//! High-level mixer API

use std::sync::atomic::{AtomicBool, Ordering};
use std::sync::{Arc, Mutex};
use std::thread::JoinHandle;

use crate::clock::{Clock, SystemClock};
use crate::config::MixerConfig;
use crate::device::{BufferEvent, BufferPool, DeviceFormat, OutputDevice};
use crate::error::{Error, Result};
use crate::mix::MAX_VOLUME;
use crate::registry::{StreamId, StreamRegistry, StreamSnapshot};
use crate::scheduler::{MixState, MixingScheduler, Shared};
use crate::source::PcmSource;

/// The mixer - owns the output device, the active streams and the mixing thread.
///
/// Sounds are added with [`start_mixing`](Self::start_mixing). A dedicated
/// thread mixes every active sound into fixed-size chunks and queues them to
/// the device whenever a buffer frees up. Call [`update`](Self::update)
/// periodically to retire sounds that have finished playing.
///
/// # Example
///
/// ```
/// use mixdown::{ManualDevice, MixDriver, MixerConfig, sources::Sine};
///
/// let (device, playback) = ManualDevice::new();
/// let driver = MixDriver::new(device, MixerConfig::default())?;
///
/// let tone = driver.start_mixing(Sine::new(44100, 440.0).with_length(4410))?;
///
/// // later, from the game loop
/// playback.play_all();
/// let finished = driver.update(1.0 / 60.0)?;
/// # let _ = (tone, finished);
///
/// driver.shutdown()?;
/// # Ok::<(), mixdown::Error>(())
/// ```
///
/// # Shutdown
///
/// [`shutdown`](Self::shutdown) (or dropping the driver) stops the mixing
/// thread cooperatively, waits for it, and only then closes the device.
pub struct MixDriver<D: OutputDevice> {
    shared: Arc<Shared<D>>,
    thread: Option<JoinHandle<Result<()>>>,
    stopped: bool,
}

impl<D: OutputDevice> MixDriver<D> {
    /// Open `device` and start mixing on a new thread.
    pub fn new(device: D, config: MixerConfig) -> Result<Self> {
        Self::with_clock(device, config, SystemClock)
    }

    /// Like [`new`](Self::new), with a custom time source for start times.
    pub fn with_clock(device: D, config: MixerConfig, clock: impl Clock) -> Result<Self> {
        let (mut driver, scheduler) = Self::detached(device, config, clock)?;

        let thread = std::thread::Builder::new()
            .name("mixer".into())
            .spawn(move || scheduler.run())
            .map_err(|e| Error::Thread(e.to_string()))?;
        driver.thread = Some(thread);

        Ok(driver)
    }

    /// Open `device` without starting a thread.
    ///
    /// The returned [`MixingScheduler`] is the mixing loop; run it wherever you
    /// like, or step it with [`MixingScheduler::fill_cycle`].
    pub fn detached(
        mut device: D,
        config: MixerConfig,
        clock: impl Clock,
    ) -> Result<(Self, MixingScheduler<D>)> {
        config.validate()?;

        let format = config.format();
        let event = BufferEvent::new();
        device.open(&format, config.total_frames(), event.clone())?;

        tracing::info!(
            device = device.name(),
            %format,
            chunk_frames = config.chunk_frames(),
            buffers = config.buffer_count(),
            "opened output device"
        );

        let state = MixState {
            registry: StreamRegistry::new(),
            pool: BufferPool::new(
                config.buffer_count(),
                config.chunk_frames(),
                config.channels() as usize,
            ),
            device,
            write_cursor: 0,
            mix_volume: config.mix_volume(),
            closed: false,
        };

        let shared = Arc::new(Shared {
            state: Mutex::new(state),
            event,
            shutdown: AtomicBool::new(false),
            running: AtomicBool::new(true),
            clock: Box::new(clock),
            config,
        });

        let scheduler = MixingScheduler::new(shared.clone());
        let driver = Self {
            shared,
            thread: None,
            stopped: false,
        };
        Ok((driver, scheduler))
    }

    /// Start mixing `source`. Returns the id used to stop it.
    ///
    /// The stream begins at the source's [`start_time`](PcmSource::start_time),
    /// or with the next mixed chunk if it has none.
    pub fn start_mixing(&self, source: impl PcmSource) -> Result<StreamId> {
        self.start_boxed(Box::new(source))
    }

    /// [`start_mixing`](Self::start_mixing) for an already boxed source.
    pub fn start_boxed(&self, source: Box<dyn PcmSource>) -> Result<StreamId> {
        self.ensure_running()?;

        let start_time = source.start_time();
        let mut state = self.shared.lock()?;
        let id = state.registry.register(source, start_time);
        tracing::debug!(?id, scheduled = start_time.is_some(), "started mixing");
        Ok(id)
    }

    /// Stop mixing a stream right away, discarding anything still queued for it.
    ///
    /// Stopping a stream that already finished is a no-op.
    pub fn stop_mixing(&self, id: StreamId) -> Result<()> {
        let removed = self.shared.lock()?.registry.unregister(id);
        if removed.is_some() {
            tracing::debug!(?id, "stopped mixing");
        }
        Ok(())
    }

    /// Retire streams whose audio has completely played.
    ///
    /// Each finished source gets [`notify_stopped`](PcmSource::notify_stopped)
    /// once, after the mixer lock is released. Returns the finished ids.
    pub fn update(&self, delta_seconds: f32) -> Result<Vec<StreamId>> {
        let mut finished = Vec::new();
        {
            let mut state = self.shared.lock()?;
            if state.closed {
                return Err(Error::NotRunning);
            }
            if state.registry.is_empty() {
                return Ok(Vec::new());
            }

            // Work from a copy; stop_mixing can't interleave while we hold the
            // lock, but removal still re-checks the arena.
            let snapshot = state.registry.snapshot();
            let play_cursor = state.device.play_cursor()?;

            for stream in snapshot.iter().filter(|s| s.stopping) {
                if play_cursor < stream.flush_frame || !state.registry.contains(stream.id) {
                    continue;
                }
                if let Some(done) = state.registry.unregister(stream.id) {
                    finished.push((stream.id, done));
                }
            }
            tracing::trace!(delta_seconds, play_cursor, finished = finished.len(), "update");
        }

        Ok(finished
            .into_iter()
            .map(|(id, mut stream)| {
                tracing::debug!(?id, "stream finished");
                stream.source.notify_stopped();
                id
            })
            .collect())
    }

    /// Frames the device has played.
    ///
    /// Every stream shares this clock (it's the frame domain of
    /// [`PcmSource::read_pcm`]'s `start_frame`), so the stream argument only
    /// exists for symmetry with the other calls.
    pub fn get_position(&self, _stream: Option<StreamId>) -> Result<u64> {
        let state = self.shared.lock()?;
        if state.closed {
            return Err(Error::NotRunning);
        }
        Ok(state.device.play_cursor()?)
    }

    /// Frames handed to the device so far.
    pub fn write_cursor(&self) -> Result<u64> {
        Ok(self.shared.lock()?.write_cursor)
    }

    /// Average delay between mixing a frame and hearing it, in seconds.
    pub fn play_latency(&self) -> f64 {
        self.shared.config.play_latency()
    }

    /// Gain applied to the whole mix from the next chunk on, clamped to
    /// `0.0..=4.0`.
    pub fn set_mix_volume(&self, volume: f32) -> Result<()> {
        let volume = if volume.is_finite() {
            volume.clamp(0.0, MAX_VOLUME)
        } else {
            0.0
        };
        self.shared.lock()?.mix_volume = volume;
        Ok(())
    }

    pub fn mix_volume(&self) -> Result<f32> {
        Ok(self.shared.lock()?.mix_volume)
    }

    /// Bookkeeping for every registered stream, in start order.
    pub fn active_streams(&self) -> Result<Vec<StreamSnapshot>> {
        Ok(self.shared.lock()?.registry.snapshot())
    }

    /// False once shut down or after the mixer hit a device error.
    pub fn is_running(&self) -> bool {
        !self.shared.is_shutdown() && self.shared.running.load(Ordering::Acquire)
    }

    pub fn format(&self) -> DeviceFormat {
        self.shared.config.format()
    }

    pub fn config(&self) -> &MixerConfig {
        &self.shared.config
    }

    /// Stop the mixing thread, wait for it, then close the device.
    ///
    /// Returns the device error that killed the mixing thread, if one did.
    pub fn shutdown(mut self) -> Result<()> {
        self.stop()
    }

    fn ensure_running(&self) -> Result<()> {
        if self.is_running() {
            Ok(())
        } else {
            Err(Error::NotRunning)
        }
    }

    fn stop(&mut self) -> Result<()> {
        if self.stopped {
            return Ok(());
        }
        self.stopped = true;

        self.shared.shutdown.store(true, Ordering::Release);
        self.shared.event.signal();

        tracing::trace!("shutting down mixer thread");
        let outcome = match self.thread.take() {
            Some(thread) => thread
                .join()
                .unwrap_or_else(|_| Err(Error::Thread("mixer thread panicked".into()))),
            None => Ok(()),
        };
        tracing::trace!("mixer thread shut down");

        let mut state = self.shared.state.lock().unwrap_or_else(|e| e.into_inner());
        if !state.closed {
            state.device.close();
            state.closed = true;
            tracing::info!(device = state.device.name(), "closed output device");
        }

        outcome
    }
}

impl<D: OutputDevice> Drop for MixDriver<D> {
    fn drop(&mut self) {
        if let Err(e) = self.stop() {
            tracing::warn!("mixer shut down with error: {}", e);
        }
    }
}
——
The problem: After locating the line that contains "Sounds are added", please copy exactly every line from the start of the records through it, and nothing else.

Answer:
//! High-level mixer API

use std::sync::atomic::{AtomicBool, Ordering};
use std::sync::{Arc, Mutex};
use std::thread::JoinHandle;

use crate::clock::{Clock, SystemClock};
use crate::config::MixerConfig;
use crate::device::{BufferEvent, BufferPool, DeviceFormat, OutputDevice};
use crate::error::{Error, Result};
use crate::mix::MAX_VOLUME;
use crate::registry::{StreamId, StreamRegistry, StreamSnapshot};
use crate::scheduler::{MixState, MixingScheduler, Shared};
use crate::source::PcmSource;

/// The mixer - owns the output device, the active streams and the mixing thread.
///
/// Sounds are added with [`start_mixing`](Self::start_mixing). A dedicated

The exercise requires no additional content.